6Le capitalisme de surveillance produit une ombre de données et de traitements, un « texte fantôme » secret et croissant. « Un texte à propos de nous, mais pas pour nous, relève l’auteure. Bien au contraire, il est créé, conservé et exploité à notre insu au bénéfice d’autres que nous ». Le processus décrit conduit d’une part, à une « dépossession » des données et de leurs croisements, et d’autre part, crée une « asymétrie de pouvoir » dès lors que ces croisements ne sont jamais rendus. Dénommé « Big Other » (« Grand Autre »), ce pouvoir en viendrait, ainsi, à nous connaître « mieux que nous-mêmes ». Quand le totalitarisme opère par la violence, Big Other parvient à modifier de manière soft et invisible les comportements qui favorisent des objectifs commerciaux définis par d’autres. L’horizon du capitalisme de surveillance n’est, en réalité, pas tant d’accroître la prédictibilité des comportements que de parvenir à les piloter.

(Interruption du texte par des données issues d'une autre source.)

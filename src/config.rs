//! Supervisor configuration and the on-disk version layout
//!
//! All versions of the supervised daemon live under `<home>/upgrade_manager`:
//!
//! ```text
//! <home>/upgrade_manager/genesis/bin/<name>            initial binary
//! <home>/upgrade_manager/upgrades/<escaped>/bin/<name> candidate binaries
//! <home>/upgrade_manager/current                       symlink to the active
//!                                                      version directory
//! ```
//!
//! The `current` symlink is the single mutable value that selects the active
//! version. Path composition never touches the filesystem and cannot fail.

use std::fs;
use std::io;
use std::path::PathBuf;

use percent_encoding::{utf8_percent_encode, AsciiSet, CONTROLS};
use thiserror::Error;

const ROOT_NAME: &str = "upgrade_manager";
const GENESIS_DIR: &str = "genesis";
const UPGRADES_DIR: &str = "upgrades";
const CURRENT_LINK: &str = "current";

/// Characters escaped when an upgrade name becomes a path segment. Upgrade
/// names are operator/governance supplied strings and may contain anything.
const UPGRADE_NAME_ESCAPE: &AsciiSet = &CONTROLS
    .add(b' ')
    .add(b'"')
    .add(b'#')
    .add(b'%')
    .add(b'/')
    .add(b':')
    .add(b'<')
    .add(b'>')
    .add(b'?')
    .add(b'\\')
    .add(b'`')
    .add(b'{')
    .add(b'}');

/// Configuration validation errors, one distinct reason per failure mode.
#[derive(Error, Debug)]
pub enum ConfigError {
    #[error("daemon name is not set")]
    NameNotSet,

    #[error("daemon home is not set")]
    HomeNotSet,

    #[error("daemon home must be an absolute path, got {}", .0.display())]
    HomeNotAbsolute(PathBuf),

    #[error("cannot stat root directory {}: {source}", .path.display())]
    RootUnreadable {
        path: PathBuf,
        #[source]
        source: io::Error,
    },

    #[error("{} is not a directory", .0.display())]
    RootNotDirectory(PathBuf),
}

/// Control knobs for the supervisor. Validated once at startup and immutable
/// afterwards; passed by reference into everything that needs it.
#[derive(Debug, Clone)]
pub struct Config {
    /// Daemon home directory (absolute).
    pub home: PathBuf,
    /// Name of the daemon binary.
    pub name: String,
    /// Download a missing upgrade binary using the marker's info field.
    pub allow_download_binaries: bool,
    /// Relaunch the daemon after a completed upgrade.
    pub restart_after_upgrade: bool,
}

impl Config {
    /// Root directory where all version state lives.
    pub fn root(&self) -> PathBuf {
        self.home.join(ROOT_NAME)
    }

    /// Path to the genesis binary, the version installed first.
    pub fn genesis_bin(&self) -> PathBuf {
        self.root().join(GENESIS_DIR).join("bin").join(&self.name)
    }

    /// Directory holding the named upgrade. The name is percent-escaped
    /// before use as a path segment.
    pub fn upgrade_dir(&self, upgrade_name: &str) -> PathBuf {
        let safe: String = utf8_percent_encode(upgrade_name, UPGRADE_NAME_ESCAPE).collect();
        self.root().join(UPGRADES_DIR).join(safe)
    }

    /// Path to the binary for the named upgrade.
    pub fn upgrade_bin(&self, upgrade_name: &str) -> PathBuf {
        self.upgrade_dir(upgrade_name).join("bin").join(&self.name)
    }

    /// Location of the `current` symlink.
    pub(crate) fn current_link(&self) -> PathBuf {
        self.root().join(CURRENT_LINK)
    }

    /// Path to the currently selected binary.
    ///
    /// Resolves the `current` symlink to the underlying version directory.
    /// When the link is missing, not a symlink, or unreadable (e.g. on first
    /// run) this falls back to the genesis binary; it never fails.
    pub fn current_bin(&self) -> PathBuf {
        let link = self.current_link();
        let meta = match fs::symlink_metadata(&link) {
            Ok(meta) => meta,
            Err(_) => return self.genesis_bin(),
        };
        if !meta.file_type().is_symlink() {
            return self.genesis_bin();
        }
        match fs::read_link(&link) {
            Ok(dest) => dest.join("bin").join(&self.name),
            Err(_) => self.genesis_bin(),
        }
    }

    /// Checks the configuration once at startup.
    ///
    /// The root directory must already exist; creating it is install
    /// tooling's job, and a missing root usually means a mistyped home.
    pub fn validate(&self) -> Result<(), ConfigError> {
        if self.name.is_empty() {
            return Err(ConfigError::NameNotSet);
        }
        if self.home.as_os_str().is_empty() {
            return Err(ConfigError::HomeNotSet);
        }
        if !self.home.is_absolute() {
            return Err(ConfigError::HomeNotAbsolute(self.home.clone()));
        }

        let root = self.root();
        let meta = fs::metadata(&root).map_err(|source| ConfigError::RootUnreadable {
            path: root.clone(),
            source,
        })?;
        if !meta.is_dir() {
            return Err(ConfigError::RootNotDirectory(root));
        }

        Ok(())
    }
}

7L’économiste français Cédric Durand qui revendique une approche marxiste, analyse la collecte et le traitement des données en relation avec le développement du capitalisme informationnel. Son constat rejoint et complète l’analyse de Zuboff : les individus sont pris dans un rapport d’exploitation, qui se manifeste non seulement par une intrusion dans leur sphère privée, mais en outre par une aliénation à une forme de travail productif des données. Si l’exploitation du travail joue toujours un rôle central dans la formation d’une masse globale de plus-value, selon Durand, la spécificité actuelle réside dans les mécanismes de capture qui permettent à des capitaux de nourrir leurs profits par prélèvement sur cette masse globale tout en se déconnectant des processus productifs. Ce qui prend le pas, c’est « une relation de capture ». Mais si le marché décrit par Zuboff exige un régime de surveillance exhaustif, sa « soutenabilité politique » demeure pour l’heure incertaine.

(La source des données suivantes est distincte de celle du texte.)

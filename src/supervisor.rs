//! Process supervision
//!
//! Launches the monitored daemon with piped stdout/stderr, tees both streams
//! to the operator while scanning them for the upgrade marker, and resolves
//! the race between "process exited", "stdout matched" and "stderr matched"
//! into exactly one outcome:
//!
//! - `Ok(Some(info))` — an upgrade was detected (and the daemon was killed)
//! - `Ok(None)`       — the daemon exited cleanly with nothing detected
//! - `Err(err)`       — the daemon failed, or a stream could not be read
//!
//! Each stream gets its own scanner task; the two tasks and the termination
//! wait all feed a single mutex-guarded result where the first offer of
//! either kind wins and an upgrade detection dominates a failure.

use std::io::Write;
use std::path::Path;
use std::process::{ExitStatus, Stdio};
use std::sync::Arc;

use parking_lot::Mutex;
use thiserror::Error;
use tokio::io::{AsyncRead, AsyncReadExt};
use tokio::process::Command;
use tokio::sync::mpsc;

use crate::scanner::{scanning_writer, wait_for_upgrade, ScanError, ScanningWriter, UpgradeInfo};

/// Supervision failures.
#[derive(Error, Debug)]
pub enum SupervisorError {
    #[error("failed to start {bin}: {source}")]
    Start {
        bin: String,
        #[source]
        source: std::io::Error,
    },

    #[error(transparent)]
    Scan(#[from] ScanError),

    #[error("process exited with {0}")]
    ProcessExit(ExitStatus),

    #[error("failed to wait for process: {0}")]
    Wait(#[source] std::io::Error),

    #[error("process has no {0} handle")]
    MissingPipe(&'static str),
}

/// One of the two things a run can produce besides a clean exit.
#[derive(Debug)]
enum Outcome {
    Upgrade(UpgradeInfo),
    Failure(SupervisorError),
}

/// Merge policy for concurrent offers: the first offer of either kind wins,
/// except that an upgrade detection replaces an earlier failure. Once an
/// upgrade is in, nothing changes it.
fn merge(current: Option<Outcome>, candidate: Outcome) -> Option<Outcome> {
    match (&current, &candidate) {
        (None, _) => Some(candidate),
        (Some(Outcome::Failure(_)), Outcome::Upgrade(_)) => Some(candidate),
        _ => current,
    }
}

/// Result slot shared between the scanner tasks and the termination wait.
/// The mutex is the only synchronization; all reads and writes go through it.
#[derive(Default)]
struct SharedResult {
    slot: Mutex<Option<Outcome>>,
}

impl SharedResult {
    fn offer(&self, candidate: Outcome) {
        let mut slot = self.slot.lock();
        let current = slot.take();
        *slot = merge(current, candidate);
    }

    fn take(&self) -> Option<Outcome> {
        self.slot.lock().take()
    }
}

/// Lifecycle of the supervised process. "Signal sent" is tracked as explicit
/// state rather than inferred from the exit status: the OS may report a
/// clean exit even after a kill, and the shared result decides that race.
/// Exit itself ends the wait loop and carries the status with it.
#[derive(Debug, Clone, Copy, PartialEq, Eq)]
enum ProcessState {
    Running,
    SignalSent,
}

/// Runs `bin` with `args` under supervision until it exits or an upgrade
/// marker is seen on its stdout or stderr.
///
/// Both streams are forwarded verbatim to the given sinks so daemon output
/// stays visible live. On detection the daemon receives a best-effort kill;
/// the kill's own outcome is ignored, correctness is governed solely by the
/// shared result. A clean fast exit with nothing recorded (e.g. a one-shot
/// subcommand) returns `Ok(None)` immediately; every other path drains both
/// scanner tasks to end-of-stream before returning so no readers dangle into
/// the next supervised run.
///
/// Known limitation: a marker emitted at the exact instant of a clean exit
/// can be missed; the clean-exit fast path wins that race by design.
pub async fn launch_and_watch<O, E>(
    bin: &Path,
    args: &[String],
    stdout: O,
    stderr: E,
) -> Result<Option<UpgradeInfo>, SupervisorError>
where
    O: Write + Send + 'static,
    E: Write + Send + 'static,
{
    let mut child = Command::new(bin)
        .args(args)
        .stdout(Stdio::piped())
        .stderr(Stdio::piped())
        .kill_on_drop(true)
        .spawn()
        .map_err(|source| SupervisorError::Start {
            bin: bin.display().to_string(),
            source,
        })?;

    log::info!("started {} {}", bin.display(), args.join(" "));

    let out_pipe = child
        .stdout
        .take()
        .ok_or(SupervisorError::MissingPipe("stdout"))?;
    let err_pipe = child
        .stderr
        .take()
        .ok_or(SupervisorError::MissingPipe("stderr"))?;

    let result = Arc::new(SharedResult::default());
    // Kept open on our side so recv() below never reports a closed channel
    // just because both scanner tasks finished without a detection.
    let (kill_tx, mut kill_rx) = mpsc::channel::<()>(2);

    let out_task = tokio::spawn(watch_stream(
        out_pipe,
        stdout,
        Arc::clone(&result),
        kill_tx.clone(),
    ));
    let err_task = tokio::spawn(watch_stream(
        err_pipe,
        stderr,
        Arc::clone(&result),
        kill_tx.clone(),
    ));

    let mut state = ProcessState::Running;
    let status = loop {
        match state {
            ProcessState::Running => {
                tokio::select! {
                    status = child.wait() => break status.map_err(SupervisorError::Wait)?,
                    _ = kill_rx.recv() => {
                        state = ProcessState::SignalSent;
                        // best effort; failure here only means the process is
                        // already on its way out
                        if let Err(err) = child.start_kill() {
                            log::warn!("failed to signal daemon for shutdown: {err}");
                        }
                    }
                }
            }
            ProcessState::SignalSent => {
                break child.wait().await.map_err(SupervisorError::Wait)?;
            }
        }
    };

    if status.success() {
        return match result.take() {
            // The kill can race a clean exit: the signal was sent but the OS
            // still reported success. The recorded detection wins.
            Some(Outcome::Upgrade(info)) => {
                if state == ProcessState::SignalSent {
                    log::debug!("daemon exited cleanly after shutdown signal");
                }
                let _ = tokio::join!(out_task, err_task);
                Ok(Some(info))
            }
            // A clean, undetected exit is not an upgrade trigger and not an
            // error. The scanner tasks are abandoned here; the dead process's
            // pipes hit end-of-stream on their own. A scan failure recorded
            // against a clean exit is dropped.
            _ => Ok(None),
        };
    }

    // The process failed (possibly because we killed it). Offer the exit
    // failure; a recorded upgrade dominates it.
    result.offer(Outcome::Failure(SupervisorError::ProcessExit(status)));

    // Drain both scanners to end-of-stream before returning.
    let _ = tokio::join!(out_task, err_task);

    match result.take() {
        Some(Outcome::Upgrade(info)) => Ok(Some(info)),
        Some(Outcome::Failure(err)) => Err(err),
        None => Err(SupervisorError::ProcessExit(status)),
    }
}

/// One scanner task: tees the stream into the operator sink, feeds complete
/// lines to the marker scanner, and offers its outcome into the shared
/// result. A detection requests a best-effort kill of the daemon.
async fn watch_stream<R, W>(
    reader: R,
    sink: W,
    result: Arc<SharedResult>,
    kill: mpsc::Sender<()>,
) where
    R: AsyncRead + Unpin + Send + 'static,
    W: Write + Send + 'static,
{
    let (writer, mut lines) = scanning_writer(sink);

    let pump = pump_stream(reader, writer);
    let scan = async {
        match wait_for_upgrade(&mut lines).await {
            Ok(Some(info)) => {
                log::info!(
                    "upgrade \"{}\" needed at height {}, stopping daemon",
                    info.name,
                    info.height
                );
                result.offer(Outcome::Upgrade(info));
                let _ = kill.try_send(());
            }
            Ok(None) => {}
            Err(err) => result.offer(Outcome::Failure(err.into())),
        }
    };

    // The pump keeps forwarding output after a match so the stream is always
    // drained to end-of-stream.
    tokio::join!(pump, scan);
}

/// Copies the stream into the scanning writer until end-of-stream. Read and
/// sink failures end the line sequence with the error.
async fn pump_stream<R, W>(mut reader: R, mut writer: ScanningWriter<W>)
where
    R: AsyncRead + Unpin,
    W: Write,
{
    let mut buf = [0u8; 8192];
    let failure = loop {
        match reader.read(&mut buf).await {
            Ok(0) => break None,
            Ok(n) => {
                if let Err(err) = writer.write_all(&buf[..n]) {
                    break Some(err);
                }
            }
            Err(err) => break Some(err),
        }
    };
    if let Some(err) = failure {
        writer.abort(err);
    }
}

- 4 Spectres de Marx, coll. La philosophie en effet, Galilée, 1993
8Durand rapproche le « Big Other » du « spectre », au sens de Jacques Derrida4. Le spectre, en effet, dispose de « l’insigne suprême du pouvoir : voir sans être vu » car l’individu est pris dans un « effet de visière ». Mais au contraire de la plupart des spectres, « Big Other ne se contente pas d’habiter nos vies, il joue avec » dans un travail de « modelage existentiel » fait de recommandations, suggestions et obligations qui affectent en profondeur les comportements au mépris de l’intégrité de l’autonomie individuelle.
9L’opposition entre « pouvoir instrumental » du capitalisme de surveillance et « pouvoir totalitaire » des dictatures n’emporte pas la conviction d’Evgueni Morozov qui, dans une longue recension de l’ouvrage, a porté au plus vif le fer de la critique. Il regrette, notamment, une analyse insuffisante du « fonctionnement du pouvoir anonyme sous le capitalisme » qui négligerait « la morne contrainte des relations économiques », évoquée par Marx. Se focaliser sur la dimension disciplinaire des dispositifs déployés conduit, selon Morozov, à négliger leur ressort économique. Au point qu’« en cherchant à expliquer et à dénoncer ce qu’il y a de neuf dans la dynamique de surveillance du capitalisme, Zuboff ne normalise que trop le capitalisme lui-même ».
10En s’appuyant sur la défense d’un « fondamentalisme de la liberté d’expression libertarienne » et sur la seule autorégulation, les GAFAM auraient protégé le processus d’extraction de tout regard critique, ce qui leur permet, selon Zuboff, d’approfondir l’asymétrie de pouvoir. L’auteure plaide pour une régulation effective qui pourrait s’inspirer du règlement européen sur la protection des données (RGPD) adopté en 2016, qui accorde une plus large part au consentement à voir ses données traitées. Durand rappelle qu’après la Seconde Guerre mondiale et les procès de Nuremberg, le « consentement éclairé » a été posé comme l’un des réquisits éthiques pour les expérimentations sur les sujets humains. Il rappelle, également, les contestations théoriques à l’interventionnisme étatique sous la forme d’un régulation-réglementation. Hayek posait ainsi l’incompatibilité entre le caractère intrinsèquement dispersé de la connaissance et l’intervention publique car le marché seul permet de mobiliser les connaissances « par essence inaccessibles, du fait de leur caractère tacite et situé ».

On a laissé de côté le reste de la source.